Act A — The Invisible Athlete
Canada produces more volleyball talent than its university system efficiently absorbs. The talent gap is not one of production — it is one of discovery. Provincial tournaments, high school championships, and club showcases happen every weekend across the country. But the visibility radius of any given event to national recruiting programs extends roughly as far as the personal networks of the scouts who attend.
A program in Ontario does not typically send staff to a Saskatchewan provincial championship. It does not browse a comprehensive national database of player statistics, because no such database exists as a searchable, updatable resource matched to program needs. Recruiting coordinators work from relationship networks built over years — which means they recruit heavily from the regions they know and virtually not at all from the regions they don't.
The following is a fictional account of how MarketForge changes that calculus.
Act B — The Story
Mara is a nineteen-year-old setter from Swift Current. She started volleyball in grade seven at the local recreation centre and worked her way through club ball to provincial championships. Her statistics from the past two seasons — setting efficiency, serve reception percentage, blocking frequency — are consistently competitive with the top setters in her age cohort nationally. Her academic record is strong. She wants to keep playing at the university level.
Her coach submitted her profile to the MarketForge athlete discovery platform after reading about it through Volleyball Canada's provincial newsletter. The onboarding asks about position, athletic metrics, academic standing, graduation year, geographic preferences, scholarship need, and eligibility status. Mara completes it in twenty minutes with her club coach's help.
Coach Gilles runs the women's volleyball program at a mid-major Ontario university. He has been looking for a setter for two years. He has attended three major Ontario club showcases, two Quebec qualifiers, and one western Canada tournament — where he spent most of his time watching the players he already knew. His current shortlist has two setters, neither of whom is the profile he really wants.
His program subscribes to the MarketForge recruiting platform. He has set parameters: setter, graduating this academic year, scholarship-eligible under U SPORTS financial need guidelines, open to relocation, athletic statistics above a specified threshold.
The platform surfaces Mara's profile. Setting efficiency: above threshold. Academic standing: strong. Scholarship eligibility: confirmed. Geographic: open to relocation. Eligibility status: first year of U SPORTS eligibility.

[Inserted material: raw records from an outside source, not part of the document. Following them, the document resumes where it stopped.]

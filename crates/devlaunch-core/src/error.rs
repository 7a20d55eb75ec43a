//! Error types for devlaunch core
//!
//! Launch errors name the stage that failed:
//! - classpath resolution
//! - descriptor synthesis
//! - server bootstrap
//!
//! Cleanup errors never appear here; the registry only logs them.

use devlaunch_classpath::ClasspathResolutionError;
use devlaunch_descriptor::ConfigSynthesisError;
use std::path::PathBuf;

/// Main launch error type
#[derive(Debug, thiserror::Error)]
pub enum LaunchError {
    /// Module search path could not be derived
    #[error("classpath resolution failed: {0}")]
    ClasspathResolution(#[from] ClasspathResolutionError),

    /// Context descriptor could not be produced
    #[error("descriptor synthesis failed: {0}")]
    DescriptorSynthesis(#[from] ConfigSynthesisError),

    /// Server bootstrap rejected the configuration
    #[error("server bootstrap failed: {0}")]
    Bootstrap(#[from] BootstrapError),
}

impl LaunchError {
    /// Short name of the failing stage
    #[inline]
    #[must_use]
    pub fn stage(&self) -> &'static str {
        match self {
            Self::ClasspathResolution(_) => "classpath resolution",
            Self::DescriptorSynthesis(_) => "descriptor synthesis",
            Self::Bootstrap(_) => "server bootstrap",
        }
    }
}

/// Error reported by a [`crate::ServerBootstrap`] implementation
#[derive(Debug, Clone, PartialEq, Eq, thiserror::Error)]
#[error("{message}")]
pub struct BootstrapError {
    message: String,
}

impl BootstrapError {
    /// Create bootstrap error
    #[inline]
    pub fn new(message: impl Into<String>) -> Self {
        Self {
            message: message.into(),
        }
    }

    /// Error message
    #[inline]
    #[must_use]
    pub fn message(&self) -> &str {
        &self.message
    }
}

/// Errors loading launch configuration or the artifact manifest
#[derive(Debug, thiserror::Error)]
pub enum ConfigError {
    /// File could not be read
    #[error("failed to read {path}: {source}")]
    Read {
        path: PathBuf,
        #[source]
        source: std::io::Error,
    },

    /// Launch configuration is not valid TOML for [`crate::LaunchConfig`]
    #[error("invalid launch configuration {path}: {source}")]
    Parse {
        path: PathBuf,
        #[source]
        source: toml::de::Error,
    },

    /// Artifact manifest is not a valid JSON artifact list
    #[error("invalid artifact manifest {path}: {source}")]
    Manifest {
        path: PathBuf,
        #[source]
        source: serde_json::Error,
    },
}

impl ConfigError {
    /// Create read error for path
    pub fn read_error(path: impl Into<PathBuf>, source: std::io::Error) -> Self {
        Self::Read {
            path: path.into(),
            source,
        }
    }
}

Coach Gilles requests contact through the platform's one-step outreach function. The system informs Mara's registered coach, who confirms and forwards the request to Mara's family.
Coach Gilles makes the call that afternoon. Mara has not received a U SPORTS recruiting call before. The conversation lasts forty minutes.
Three weeks later, Mara makes a campus visit. Two weeks after that, a scholarship offer is on the table.
She accepts.
Act C — Why This Market Stays Broken Without Infrastructure
The Canadian university sport recruiting market is thin not because talent is absent but because discovery infrastructure is absent. Provincial talent exists in every region. Programs with roster needs exist nationally. The gap between them is a matching problem, not a talent pipeline problem.
Today, that gap is bridged by personal networks, showcase attendance, and informal word-of-mouth — mechanisms that systematically concentrate opportunity in regions and sports with existing infrastructure. Athletes in smaller markets, in sports with lower showcase density, and in provinces with fewer university programs are underrepresented in university athletics relative to their actual talent distribution.
What thin market infrastructure does here is structurally simple: it makes the searchable athlete findable to the searching program, and it makes the searching program visible to the athlete who doesn't know to look for it.
Characters are fictional. The recruiting dynamics — U SPORTS eligibility rules, scholarship regulations, regional scouting gaps — reflect real conditions in Canadian university sport. DeeperPoint is building the infrastructure this story describes.